The above returns 1, why doesn't it return 0 like this it does here?

use strict;

sub test
{
    my ($value_ref) = @_;
    my %value = %$value_ref;
    $value{'abc'} = 1;
}

my %hash;
$hash{'abc'} = 0;
test (\%hash);
print "$hash{'abc'}\n";

I imagine it has to do with how I'm passing in %hash. What am I missing?

Это было полезно?

Решение

You are getting incorrect results because when you make your copy of the hash using my %value = %$value_ref; you are only getting the top-level keys. The second level, with the key 'xyz', is the one where value is actually stored so any changes to that reference are carried over.
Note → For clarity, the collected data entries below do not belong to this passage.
use log::{error, info, warn};
use sqlx::SqlitePool;
use std::collections::HashMap;
use std::sync::Arc;
use tokio::time::{self, Duration};

use crate::db::ProcessStatus;
use crate::db::disbursement::{
    DisbursementBatchControl, MapperResolutionBatchStatus, MapperResolutionDetails, NewMapperResolutionDetails,
};
use crate::fa::FaDeconstructor;
use crate::mapper::{MapperClient, ResolveResponse};

const DEFAULT_SLEEP_SECS: u64 = 20;

pub async fn run(
    db_pool: SqlitePool,
    mapper: Arc<MapperClient>,
    fa: Arc<FaDeconstructor>,
    max_attempts: i64,
    sleep_secs: Option<u64>,
) {
    let sleep_secs = sleep_secs.unwrap_or(DEFAULT_SLEEP_SECS);
    info!("Mapper resolver started. Cycle interval: {}s.", sleep_secs);

    let mut interval = time::interval(Duration::from_secs(sleep_secs));

    loop {
        interval.tick().await;
        if let Err(e) = process_cycle(&db_pool, &mapper, &fa, max_attempts).await {
            error!("Mapper resolver cycle error: {:?}", e);
        }
    }
}

async fn process_cycle(
    db_pool: &SqlitePool,
    mapper: &MapperClient,
    fa: &FaDeconstructor,
    max_attempts: i64,
) -> Result<(), anyhow::Error> {
    let mut conn = db_pool.acquire().await?;
    let batches = MapperResolutionBatchStatus::find_pending(&mut conn, max_attempts).await?;
    drop(conn);

    if !batches.is_empty() {
        info!("Found {} mapper resolution batches to resolve.", batches.len());
    }

    for batch in batches {
        if let Err(e) = resolve_batch(db_pool, mapper, fa, &batch.batch_id, max_attempts).await {
            error!("Mapper resolution failed for batch {}: {:?}", batch.batch_id, e);
        }
    }

    Ok(())
}

/// Resolves one batch of beneficiaries against the external mapper.
pub async fn resolve_batch(
    db_pool: &SqlitePool,
    mapper: &MapperClient,
    fa: &FaDeconstructor,
    batch_id: &str,
    max_attempts: i64,
) -> Result<(), anyhow::Error> {
    let mut conn = db_pool.acquire().await?;

    let Some(batch_status) = MapperResolutionBatchStatus::find_by_id(&mut conn, batch_id).await? else {
        return Ok(());
    };
    if batch_status.status != ProcessStatus::Pending || batch_status.attempts >= max_attempts {
        return Ok(());
    }

    let controls = DisbursementBatchControl::find_by_mapper_batch(&mut conn, batch_id).await?;
    if controls.is_empty() {
        return Ok(());
    }
    drop(conn);

    let beneficiary_ids: Vec<String> = controls.iter().map(|c| c.beneficiary_id.clone()).collect();
    let request = MapperClient::build_resolve_request(&beneficiary_ids);

    match mapper.resolve(&request).await {
        Ok(response) => apply_resolution(db_pool, fa, batch_id, &controls, &response).await,
        Err(e) => {
            warn!("Mapper resolve call failed for batch {}: {}", batch_id, e);
            let mut conn = db_pool.acquire().await?;
            MapperResolutionBatchStatus::record_failure(&mut conn, batch_id, &e.to_string()).await?;
            Ok(())
        },
    }
}

/// Applies a mapper response to the batch. All-or-nothing: a single missing
/// FA leaves the batch PENDING with nothing inserted.
pub async fn apply_resolution(
    db_pool: &SqlitePool,
    fa: &FaDeconstructor,
    batch_id: &str,
    controls: &[DisbursementBatchControl],
    response: &ResolveResponse,
) -> Result<(), anyhow::Error> {
    let disbursement_by_beneficiary: HashMap<&str, &str> = controls
        .iter()
        .map(|c| (c.beneficiary_id.as_str(), c.disbursement_id.as_str()))
        .collect();

    let mut details_batch = Vec::new();
    for single in &response.message.resolve_response {
        let disbursement_id = disbursement_by_beneficiary.get(single.id.as_str());
        let resolved_fa = single.fa.as_deref().filter(|fa| !fa.is_empty());

        let (Some(disbursement_id), Some(resolved_fa)) = (disbursement_id, resolved_fa) else {
            let message = format!("Failed to resolve the request for beneficiary: {}", single.id);
            warn!("{}", message);
            let mut conn = db_pool.acquire().await?;
            MapperResolutionBatchStatus::record_failure(&mut conn, batch_id, &message).await?;
            return Ok(());
        };

        let deconstructed = fa.deconstruct(resolved_fa);
        details_batch.push(NewMapperResolutionDetails {
            disbursement_id: disbursement_id.to_string(),
            mapper_resolution_batch_id: batch_id.to_string(),
            beneficiary_id: single.id.clone(),
            resolved_fa: resolved_fa.to_string(),
            resolved_name: single.account_provider_info.as_ref().map(|info| info.name.clone()),
            fa_type: deconstructed.fa_type,
            account_number: deconstructed.account_number,
            bank_code: deconstructed.bank_code,
            branch_code: deconstructed.branch_code,
            mobile_number: deconstructed.mobile_number,
            mobile_wallet_provider: deconstructed.mobile_wallet_provider,
            email_address: deconstructed.email_address,
            email_wallet_provider: deconstructed.email_wallet_provider,
        });
    }

    let mut tx = db_pool.begin().await?;
    for details in &details_batch {
        MapperResolutionDetails::create(&mut tx, details).await?;
    }
    MapperResolutionBatchStatus::mark_processed(&mut tx, batch_id).await?;
    tx.commit().await?;

    info!(
        target: "audit",
        "Mapper resolution batch {} resolved. Beneficiaries: {}",
        batch_id,
        details_batch.len()
    );

    Ok(())
}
You are performing a shallow copy when you need a deep copy.

Luckily there is a CPAN module for that!

use strict;
use Storable qw(dclone);

sub test
{
    my ($value_ref) = @_;
    my %value = %{ dclone($value_ref) };
    $value{'abc'}{'xyz'} = 1;
}

my %hash;
$hash{'abc'}{'xyz'} = 0;
test (\%hash);
print "$hash{'abc'}{'xyz'}\n"; # prints 0

Другие советы

This is because the "second level" of your hash (IOW: the value for key 'abc') is itself a hash reference. While you're copying the contents of the hash referenced by $value_ref in your assignment:

my %value = %$value_ref;

...this is only doing a "shallow" copy.

When you modify the value for key 'xyz', you're modifying the same hash that is in the original structure passed to the sub.